I am being a grown-up.
“Grown-ups never understand anything by themselves, and it is tiresome for children to be always and forever explaining things to them,” wrote Saint-Exupéry. In the context, it is not difficult to understand his sentiment. As he wrote and drew his book at a rented house on Long Island, N.Y., through the summer and autumn of 1942, grown-ups were slaughtering one another with a terrible ferocity in his native France, and around the world.
Saint-Exupéry was a pilot and a writer. He flew often over North Africa at a time when solo flight involved great risks. The Little Prince tells of a pilot who has crashed in the Sahara Desert who meets a mysterious boy from another place. The book has nothing good to say about scientists, lumping them in with kings, businessmen, and other grown-ups who have little sense of what is truly important.
Almost immediately the book became a classic, and has remained popular with children and grown-ups. To celebrate the half-century that has passed since its publication in 1943, Harcourt Brace and Company has issued a handsome boxed edition containing many of Saint-Exupéry’s unpublished preliminary sketches.
The golden-haired little prince lives on a tiny planet, scarcely larger than himself, which scientists — as scientists are wont to do — have designated Asteroid B‑612, To the little prince, it is simply “my star,” and he lives there with a haughty but much loved rose. The most charming drawings in the book are those of the little prince on his minuscule planet, digging out the sprouts of troublesome plants, cleaning his three volcanoes (two active, one extinct), and caring for his rose.
And, of course, I cannot resist being a grown-up. After all, I was trained as a scientist. It is my business to make calculations, to weigh, measure and evaluate.

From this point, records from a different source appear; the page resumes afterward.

use chrono::{DateTime, Utc};
use serde::{Deserialize, Serialize};
use std::{fmt::Display, str::FromStr};

use super::FriendSummary;

/// Lifecycle of a friendship row
#[derive(Debug, Clone, Copy, PartialEq, Eq, Hash, Serialize, Deserialize)]
#[serde(rename_all = "lowercase")]
pub enum FriendshipStatus {
    Pending,
    Accepted,
    Blocked,
}

impl FriendshipStatus {
    pub fn as_str(&self) -> &'static str {
        match self {
            FriendshipStatus::Pending => "pending",
            FriendshipStatus::Accepted => "accepted",
            FriendshipStatus::Blocked => "blocked",
        }
    }
}

impl Display for FriendshipStatus {
    fn fmt(&self, f: &mut std::fmt::Formatter<'_>) -> std::fmt::Result {
        f.write_str(self.as_str())
    }
}

impl FromStr for FriendshipStatus {
    type Err = String;

    fn from_str(s: &str) -> Result<Self, Self::Err> {
        match s {
            "pending" => Ok(FriendshipStatus::Pending),
            "accepted" => Ok(FriendshipStatus::Accepted),
            "blocked" => Ok(FriendshipStatus::Blocked),
            other => Err(format!("unknown friendship status '{}'", other)),
        }
    }
}

/// Directed request/accept relation between two users
#[derive(Debug, Clone, PartialEq, Serialize)]
#[serde(rename_all = "camelCase")]
pub struct Friendship {
    pub id: i64,
    pub requester_id: i64,
    pub addressee_id: i64,
    pub status: FriendshipStatus,
    pub created_at: DateTime<Utc>,
    pub updated_at: DateTime<Utc>,
}

impl Friendship {
    /// Whether this row links `a` and `b`, in either direction
    pub fn connects(&self, a: i64, b: i64) -> bool {
        (self.requester_id == a && self.addressee_id == b)
            || (self.requester_id == b && self.addressee_id == a)
    }

    /// The id on the other side of the relation from `user_id`
    pub fn other_party(&self, user_id: i64) -> i64 {
        if self.requester_id == user_id {
            self.addressee_id
        } else {
            self.requester_id
        }
    }
}

/// Raw row as read from the `friendships` table
#[derive(Debug, sqlx::FromRow)]
pub struct FriendshipRow {
    pub id: i64,
    pub requester_id: i64,
    pub addressee_id: i64,
    pub status: String,
    pub created_at: DateTime<Utc>,
    pub updated_at: DateTime<Utc>,
}

impl TryFrom<FriendshipRow> for Friendship {
    type Error = String;

    fn try_from(row: FriendshipRow) -> Result<Self, Self::Error> {
        Ok(Self {
            id: row.id,
            requester_id: row.requester_id,
            addressee_id: row.addressee_id,
            status: row.status.parse()?,
            created_at: row.created_at,
            updated_at: row.updated_at,
        })
    }
}

#[derive(Debug, Deserialize)]
#[serde(rename_all = "camelCase")]
pub struct FriendRequest {
    pub addressee_id: i64,
}

/// Pending request with the requester embedded
#[derive(Debug, Clone, Serialize)]
#[serde(rename_all = "camelCase")]
pub struct PendingRequest {
    #[serde(flatten)]
    pub friendship: Friendship,
    #[serde(rename = "Requester")]
    pub requester: Option<FriendSummary>,
}

#[cfg(test)]
mod tests {
    use super::*;

    fn friendship(requester_id: i64, addressee_id: i64) -> Friendship {
        Friendship {
            id: 1,
            requester_id,
            addressee_id,
            status: FriendshipStatus::Pending,
            created_at: Utc::now(),
            updated_at: Utc::now(),
        }
    }

    #[test]
    fn test_connects_is_symmetric() {
        let f = friendship(1, 2);
        assert!(f.connects(1, 2));
        assert!(f.connects(2, 1));
        assert!(!f.connects(1, 3));
    }

    #[test]
    fn test_other_party() {
        let f = friendship(1, 2);
        assert_eq!(f.other_party(1), 2);
        assert_eq!(f.other_party(2), 1);
    }

    #[test]
    fn test_status_round_trips_through_text() {
        for status in [
            FriendshipStatus::Pending,
            FriendshipStatus::Accepted,
            FriendshipStatus::Blocked,
        ] {
            assert_eq!(status.as_str().parse::<FriendshipStatus>().unwrap(), status);
        }
        assert!("ignored".parse::<FriendshipStatus>().is_err());
    }

    #[test]
    fn test_row_with_bad_status_is_rejected() {
        let row = FriendshipRow {
            id: 3,
            requester_id: 1,
            addressee_id: 2,
            status: "weird".to_string(),
            created_at: Utc::now(),
            updated_at: Utc::now(),
        };
        assert!(Friendship::try_from(row).is_err());
    }
}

For example, a bit of basic physics shows that the little prince’s planet is totally unfeasible as a habitat.
Asteroid B‑612 appears to be about 10 feet in diameter. If we assume an average density about the same as that of Earth — 5.5 grams per cubic centimeter — then the little prince would weigh less than a thousandth of an ounce.
He would float in the breezes like a thistle seed.
Except there wouldn’t be any breezes. The little prince’s planet would not have enough gravity to hold an atmosphere. Any molecules of gas that emerged from his two active volcanoes would drift off into space.
But his planet could not be volcanically active. The volume of a sphere is proportional to the cube of the radius, while the surface area depends on the square of the radius. As a sphere gets larger, its volume increases faster than its area, and therefore a larger planet will have more internal heat and less surface area, relatively speaking, for the heat to escape. Four billion years after the formation of the solar system, the Earth still sputters with volcanoes. But the little prince’s asteroid is a million times smaller than Earth, and would have long since cooled to cold rigidity even if it were molten at its beginning.
Which it would not have been. The solar system formed when gravity pulled together gas and dust from a vast nebula, This clumping process generates heat. But the little prince’s planet contains so little material that the amount of heat would have been insignificant. Not nearly enough to melt anything.
Nor would his planet have been spherical, unless it melted, which it didn’t.
In short, this whole business of Asteroid B‑612 is a sham. Physically and astronomically impossible.
Consider that flight of birds that the little prince uses for his escape: Completely unnecessary. The upward speed that an object must have to overcome the gravitational pull of a planet is called the escape velocity. The escape velocity of Earth is 22,000 miles per hour, which is the speed a rocket must acquire to leave the Earth. The escape velocity for Asteroid B‑612 is about five-thousandths of a mile per hour. The little prince could leave his planet by making a little jump.
In fact, if he had any spring to his step at all he would have a hard time staying home. He would need to tether himself to his planet the way an astronaut is tethered to a space ship.
And what about the rose? It needs air, water, soil. There can be no…
Whoa! I’m taking this grown-up business too far. I should stop my calculations and listen to Saint-Exupéry: The proof that the little prince existed on a planet scarcely larger than himself is that he was charming, that he laughed and that he had a rose.
If anyone has a rose, implies Saint-Exupéry, that is proof enough that he exists.